Like the Massachusetts race, there were few undecideds left, except here Republicans were hoping that worked in their favor.
Nebraska: Former Sen. Bob Kerrey (D) vs. Deb Fischer (R)
Open seat -- Sen. Ben Nelson (D) is retiring
Republicans began eyeing two-term Democrat Ben Nelson's seat even before he announced his retirement. With Nelson out, Democrats pinned their hopes on Bob Kerrey, the former governor and two-term senator. Although a well-known figure in Nebraska, Kerrey spent most of his post-Senate career outside of the state, primarily in New York City where he served as president of The New School.

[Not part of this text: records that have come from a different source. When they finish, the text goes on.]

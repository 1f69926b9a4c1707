// Copyright (c) 2025 Steve Wagner (ciroque@live.com)
// SPDX-License-Identifier: MIT

//! Sinks that write a pipeline definition out as text.

use std::io::Write;

use crate::errors::SinkError;
use crate::observability::messages::sink::PipelineRegistered;
use crate::observability::messages::StructuredLog;
use crate::pipeline::PipelineDefinition;
use crate::traits::PipelineSink;

/// How a [`WriterSink`] encodes a definition
#[derive(Debug, Clone, Copy, PartialEq, Eq)]
pub enum OutputFormat {
    /// Pretty-printed JSON
    Json,
    /// YAML document
    Yaml,
    /// Qualified task ids in execution order, one per line
    Order,
}

impl OutputFormat {
    pub fn as_str(&self) -> &'static str {
        match self {
            OutputFormat::Json => "json",
            OutputFormat::Yaml => "yaml",
            OutputFormat::Order => "order",
        }
    }
}

/// Encodes a definition and writes it to any `Write` target
pub struct WriterSink<W: Write> {
    writer: W,
    format: OutputFormat,
}

impl<W: Write> WriterSink<W> {
    pub fn new(writer: W, format: OutputFormat) -> Self {
        Self { writer, format }
    }
}

/// Encode `definition` in `format`.
pub fn render(definition: &PipelineDefinition, format: OutputFormat) -> Result<String, SinkError> {
    let pipeline_id = || definition.pipeline_id.clone();

    match format {
        OutputFormat::Json => serde_json::to_string_pretty(definition)
            .map(|mut s| {
                s.push('\n');
                s
            })
            .map_err(|source| SinkError::Json {
                pipeline_id: pipeline_id(),
                source,
            }),
        OutputFormat::Yaml => serde_yaml::to_string(definition).map_err(|source| SinkError::Yaml {
            pipeline_id: pipeline_id(),
            source,
        }),
        OutputFormat::Order => Ok(definition
            .execution_order()
            .into_iter()
            .map(|id| id + "\n")
            .collect()),
    }
}

impl<W: Write> PipelineSink for WriterSink<W> {
    fn register(&mut self, definition: &PipelineDefinition) -> Result<(), SinkError> {
        let encoded = render(definition, self.format)?;

        self.writer
            .write_all(encoded.as_bytes())
            .and_then(|_| self.writer.flush())
            .map_err(|source| SinkError::Write {
                pipeline_id: definition.pipeline_id.clone(),
                source,
            })?;

        PipelineRegistered {
            pipeline_id: &definition.pipeline_id,
            format: self.format.as_str(),
            task_count: definition.task_count(),
        }
        .log();

        Ok(())
    }
}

The conservative super PAC American Crossroads began running ads against Kerrey before he even declared his candidacy. The Republican nominee is state Rep. Deb Fischer, who scored a surprising win in a crowded GOP primary. Kerrey has an uphill battle to keep the seat blue; Fischer has been leading with at least 50% in both independent and partisan polls.
Nevada: Sen. Dean Heller (R) vs. Rep. Shelley Berkley (D)
Democrats' strength in Nevada was being put to the test once again in a Senate election. With voter registration numbers on their side, seven-term Democratic Rep. Shelley Berkley hoped to deny Republican Sen. Dean Heller a full Senate term (Heller was appointed to the seat after Republican John Ensign resigned).
A House ethics investigation and a lackluster debate performance kept Berkley below Heller in the most recent polls. Heller's strong fundraising ability also helped him keep the advantage in a state with a heavy Latino population that overwhelmingly votes Democratic. Turnout for the presidential race could have the largest impact on the outcome of this race.
North Dakota: Heidi Heitkamp (D) vs. Rep. Rick Berg (R)
Open seat -- Sen. Kent Conrad (D) is retiring
Former state Attorney General Heidi Heitkamp gave Democrats their best opportunity to keep the seat of retiring five-term Sen. Kent Conrad. Republicans hoped first-term Rep. Rick Berg will repeat the party's success of 2010, when they took over retiring Democrat Byron Dorgan's seat.
The state has a history of split-ticket voting, giving Heitkamp an opportunity to show her independence from national Democrats. She's publicly disagreed with Barack Obama on issues like energy, which she points to as evidence she won't be a rubber stamp. She enjoyed high favorables and solid support from Republican ticket-splitters and has hammered Berg for his connection to a controversial real estate company.
With the lowest unemployment rate in the country, North Dakotans had their choice between two candidates with strong statewide appeal.
Ohio: Sen. Sherrod Brown (D) vs. Josh Mandel (R)
CNN projection: Sen. Sherrod Brown wins
Primarily because of those frequent trips from President Barack Obama and Republican candidate Mitt Romney, the contest between Brown and Mandel played out in Ohio against the backdrop of the presidential election.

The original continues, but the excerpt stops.